During the past decade, imagery data acquired from unmanned aerial vehicles (UAVs), thanks to their high spatial, spectral, and temporal resolutions, have attracted increasing attention for discriminating healthy from diseased plants and monitoring the progress of such plant diseases in fields. Despite the well-documented usage of UAV-based hyperspectral remote sensing for discriminating healthy and diseased plant areas, employing red-green-blue (RGB) imagery for a similar purpose has yet to be fully investigated. This study aims at evaluating UAV-based RGB imagery to discriminate healthy plants from those infected by stripe and wheat leaf rusts in winter wheat (Triticum aestivum L.), with a focus on implementing an expert system to assist growers in improved disease management. RGB images were acquired at four representative wheat-producing sites in the Grand Duchy of Luxembourg. Diseased leaf areas were determined based on the digital numbers (DNs) of green and red spectral bands for wheat stripe rust (WSR), and the combination of DNs of green, red, and blue spectral bands for wheat leaf rust (WLR). WSR and WLR caused alterations in the typical reflectance spectra of wheat plants between the green and red spectral channels. Overall, good agreements between UAV-based estimates and observations were found for canopy cover, WSR, and WLR severities, with statistically significant correlations (p-value (Kendall) < 0.0001).

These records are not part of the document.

//! Bulwark Core - shared plumbing for the resilience core
//!
//! Every bulwark component builds on the pieces in this crate:
//! - [`EventBus`]: typed broadcast channel each component publishes on
//! - [`Fallback`]: the typed alternate code path used by the guard and the
//!   degradation controller
//! - [`ProcessSampler`]: process memory / CPU readings
//! - [`serde_ms`]: durations as integer milliseconds in config files
//! - [`telemetry`]: tracing subscriber setup

#![warn(unreachable_pub)]

pub mod event;
pub mod fallback;
pub mod process;
pub mod serde_ms;
pub mod telemetry;

pub use event::EventBus;
pub use fallback::{fallback_fn, Fallback, FnFallback};
pub use process::{ProcessSampler, ProcessSnapshot};
pub use telemetry::{init_tracing, TelemetryConfig};

/// Version of this crate
pub const VERSION: &str = env!("CARGO_PKG_VERSION");
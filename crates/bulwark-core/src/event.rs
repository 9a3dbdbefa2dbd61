//! Typed event stream
//!
//! Components publish strongly typed events on an [`EventBus`]; hosts poll
//! them through a [`broadcast::Receiver`]. Publishing never blocks and never
//! fails the publisher.

use tokio::sync::broadcast;

/// Default number of buffered events per bus
pub const DEFAULT_EVENT_CAPACITY: usize = 256;

/// Broadcast channel carrying one component's events
#[derive(Debug, Clone)]
pub struct EventBus<E> {
    sender: broadcast::Sender<E>,
}

impl<E: Clone> EventBus<E> {
    /// Create bus with the given buffer capacity
    #[inline]
    #[must_use]
    pub fn new(capacity: usize) -> Self {
        let (sender, _) = broadcast::channel(capacity.max(1));
        Self { sender }
    }

    /// Publish an event to all current subscribers
    ///
    /// Returns the number of subscribers that received it.
    pub fn publish(&self, event: E) -> usize {
        self.sender.send(event).unwrap_or(0)
    }

    /// Subscribe to events published from now on
    #[inline]
    #[must_use]
    pub fn subscribe(&self) -> broadcast::Receiver<E> {
        self.sender.subscribe()
    }

    /// Number of live subscribers
    #[inline]
    #[must_use]
    pub fn subscriber_count(&self) -> usize {
        self.sender.receiver_count()
    }
}

impl<E: Clone> Default for EventBus<E> {
    fn default() -> Self {
        Self::new(DEFAULT_EVENT_CAPACITY)
    }
}
//! Process-level resource sampling
//!
//! Reads resident memory and CPU time for the current process from
//! `/proc/self/stat` on Linux. Other platforms report `None` for both.

use parking_lot::Mutex;
use serde::{Deserialize, Serialize};
use std::time::Duration;
use tokio::time::Instant;

const PAGE_SIZE_BYTES: u64 = 4096;
const CLOCK_TICKS_PER_SEC: f64 = 100.0;

/// One process reading
#[derive(Debug, Clone, Copy, PartialEq, Serialize, Deserialize)]
pub struct ProcessSnapshot {
    /// Resident set size in MB
    pub memory_mb: Option<f64>,
    /// CPU usage since the previous sample, percent of one core
    pub cpu_percent: Option<f64>,
    /// Time since the sampler was created
    #[serde(with = "crate::serde_ms", rename = "uptime_ms")]
    pub uptime: Duration,
}

/// Samples the current process
///
/// CPU usage is computed as a delta against the previous call, so the first
/// sample reports `0.0`.
#[derive(Debug)]
pub struct ProcessSampler {
    started: Instant,
    last_cpu: Mutex<Option<(Instant, u64)>>,
}

impl ProcessSampler {
    /// Create sampler; uptime counts from now
    #[inline]
    #[must_use]
    pub fn new() -> Self {
        Self {
            started: Instant::now(),
            last_cpu: Mutex::new(None),
        }
    }

    /// Take a reading
    pub fn sample(&self) -> ProcessSnapshot {
        let stat = read_self_stat();
        let memory_mb = stat.as_deref().and_then(parse_rss_mb);
        let cpu_percent = stat
            .as_deref()
            .and_then(parse_cpu_ticks)
            .map(|ticks| self.cpu_percent(ticks));

        ProcessSnapshot {
            memory_mb,
            cpu_percent,
            uptime: self.started.elapsed(),
        }
    }

    /// Time since the sampler was created
    #[inline]
    #[must_use]
    pub fn uptime(&self) -> Duration {
        self.started.elapsed()
    }

    fn cpu_percent(&self, ticks: u64) -> f64 {
        let now = Instant::now();
        let mut last = self.last_cpu.lock();
        let percent = match *last {
            Some((at, prev_ticks)) => {
                let wall = now.duration_since(at).as_secs_f64();
                if wall > 0.0 {
                    #[allow(clippy::cast_precision_loss)]
                    let cpu_secs = ticks.saturating_sub(prev_ticks) as f64 / CLOCK_TICKS_PER_SEC;
                    cpu_secs / wall * 100.0
                } else {
                    0.0
                }
            }
            None => 0.0,
        };
        *last = Some((now, ticks));
        percent
    }
}

impl Default for ProcessSampler {
    fn default() -> Self {
        Self::new()
    }
}

/// Resident memory of the current process in MB, if it can be read
#[must_use]
pub fn resident_memory_mb() -> Option<f64> {
    read_self_stat().as_deref().and_then(parse_rss_mb)
}

#[cfg(target_os = "linux")]
fn read_self_stat() -> Option<String> {
    std::fs::read_to_string("/proc/self/stat").ok()
}

#[cfg(not(target_os = "linux"))]
fn read_self_stat() -> Option<String> {
    None
}

/// Fields after the parenthesised command name; index 0 is field 3 (state).
fn stat_fields(stat: &str) -> Option<Vec<&str>> {
    let close = stat.rfind(')')?;
    Some(stat[close + 1..].split_whitespace().collect())
}

fn parse_cpu_ticks(stat: &str) -> Option<u64> {
    let fields = stat_fields(stat)?;
    // utime and stime are fields 14 and 15
    let utime = fields.get(11)?.parse::<u64>().ok()?;
    let stime = fields.get(12)?.parse::<u64>().ok()?;
    Some(utime + stime)
}

fn parse_rss_mb(stat: &str) -> Option<f64> {
    let fields = stat_fields(stat)?;
    // rss (pages) is field 24
    let pages = fields.get(21)?.parse::<u64>().ok()?;
    #[allow(clippy::cast_precision_loss)]
    let mb = (pages * PAGE_SIZE_BYTES) as f64 / (1024.0 * 1024.0);
    Some(mb)
}
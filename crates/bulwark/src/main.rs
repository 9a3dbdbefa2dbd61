//! `bulwark` command line: print default configuration, run a failure simulation

use anyhow::Context;
use bulwark::guard::{RecoveryOptions, RetryConfig};
use bulwark::degrade::ServiceConfig;
use bulwark::{init_tracing, ConfigFormat, Resilience, ResilienceConfig};
use clap::{value_parser, Arg, Command};
use std::path::PathBuf;
use std::time::Duration;

const SIMULATED_SERVICE: &str = "database";

#[derive(Debug, thiserror::Error)]
#[error("simulated failure: connection refused")]
struct SimulatedFailure;

#[tokio::main]
async fn main() -> anyhow::Result<()> {
    let cli = Command::new("bulwark")
        .version(env!("CARGO_PKG_VERSION"))
        .about("Resilience core: circuit breaker, health monitor, graceful degradation")
        .subcommand_required(true)
        .arg_required_else_help(true)
        .subcommand(
            Command::new("config")
                .about("Print the default configuration")
                .arg(
                    Arg::new("format")
                        .long("format")
                        .default_value("toml")
                        .value_parser(["toml", "yaml"])
                        .help("Output format"),
                ),
        )
        .subcommand(
            Command::new("simulate")
                .about("Run a scripted failure scenario and print the resulting status as JSON")
                .arg(
                    Arg::new("config")
                        .long("config")
                        .value_parser(value_parser!(PathBuf))
                        .help("Configuration file (.toml, .yaml or .yml)"),
                )
                .arg(
                    Arg::new("failures")
                        .long("failures")
                        .default_value("6")
                        .value_parser(value_parser!(u32))
                        .help("Number of failing calls to make"),
                ),
        );

    let matches = cli.get_matches();

    match matches.subcommand() {
        Some(("config", args)) => {
            let format: ConfigFormat = args
                .get_one::<String>("format")
                .map_or("toml", String::as_str)
                .parse()?;
            print!("{}", ResilienceConfig::default().render(format)?);
        }
        Some(("simulate", args)) => {
            let config = match args.get_one::<PathBuf>("config") {
                Some(path) => ResilienceConfig::from_file(path)
                    .with_context(|| format!("loading {}", path.display()))?,
                None => ResilienceConfig::default(),
            };
            let failures = args.get_one::<u32>("failures").copied().unwrap_or(6);

            init_tracing(&config.telemetry);
            let report = simulate(&config, failures).await?;
            println!("{report}");
        }
        _ => anyhow::bail!("unknown subcommand"),
    }

    Ok(())
}

async fn simulate(config: &ResilienceConfig, failures: u32) -> anyhow::Result<String> {
    let resilience = Resilience::new(config)?;
    let controller = resilience.controller();
    if controller.service_status(SIMULATED_SERVICE).is_none() {
        controller.register_service(ServiceConfig::new(SIMULATED_SERVICE).essential())?;
    }

    // keep the run short whatever the configured delays are
    let retry = RetryConfig {
        base_delay: Duration::from_millis(1),
        max_delay: Duration::from_millis(10),
        ..config.retry
    };

    for call in 1..=failures {
        let result: Result<(), _> = resilience
            .call(
                SIMULATED_SERVICE,
                RecoveryOptions::new().with_retry(retry),
                || async { Err(SimulatedFailure) },
            )
            .await;
        if let Err(error) = result {
            tracing::info!(call, error = %error, "simulated call failed");
        }
    }

    Ok(serde_json::to_string_pretty(&resilience.status())?)
}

Correlation coefficients were 0.92, 0.96, and 0.86 for WSR severity, WLR severity, and canopy cover, respectively. While the estimation of canopy cover was most often less accurate (correlation coefficients < 0.20), WSR and WLR infected leaf areas were identified satisfactorily using the RGB imagery-derived indices during the critical period (i.e., stem elongation and booting stages) for efficacious fungicide application, while disease severities were also quantified accurately over the same period. Using such a UAV-based RGB imagery method for monitoring fungal foliar diseases throughout the cropping season can help to identify any new disease outbreak and efficaciously control its spread.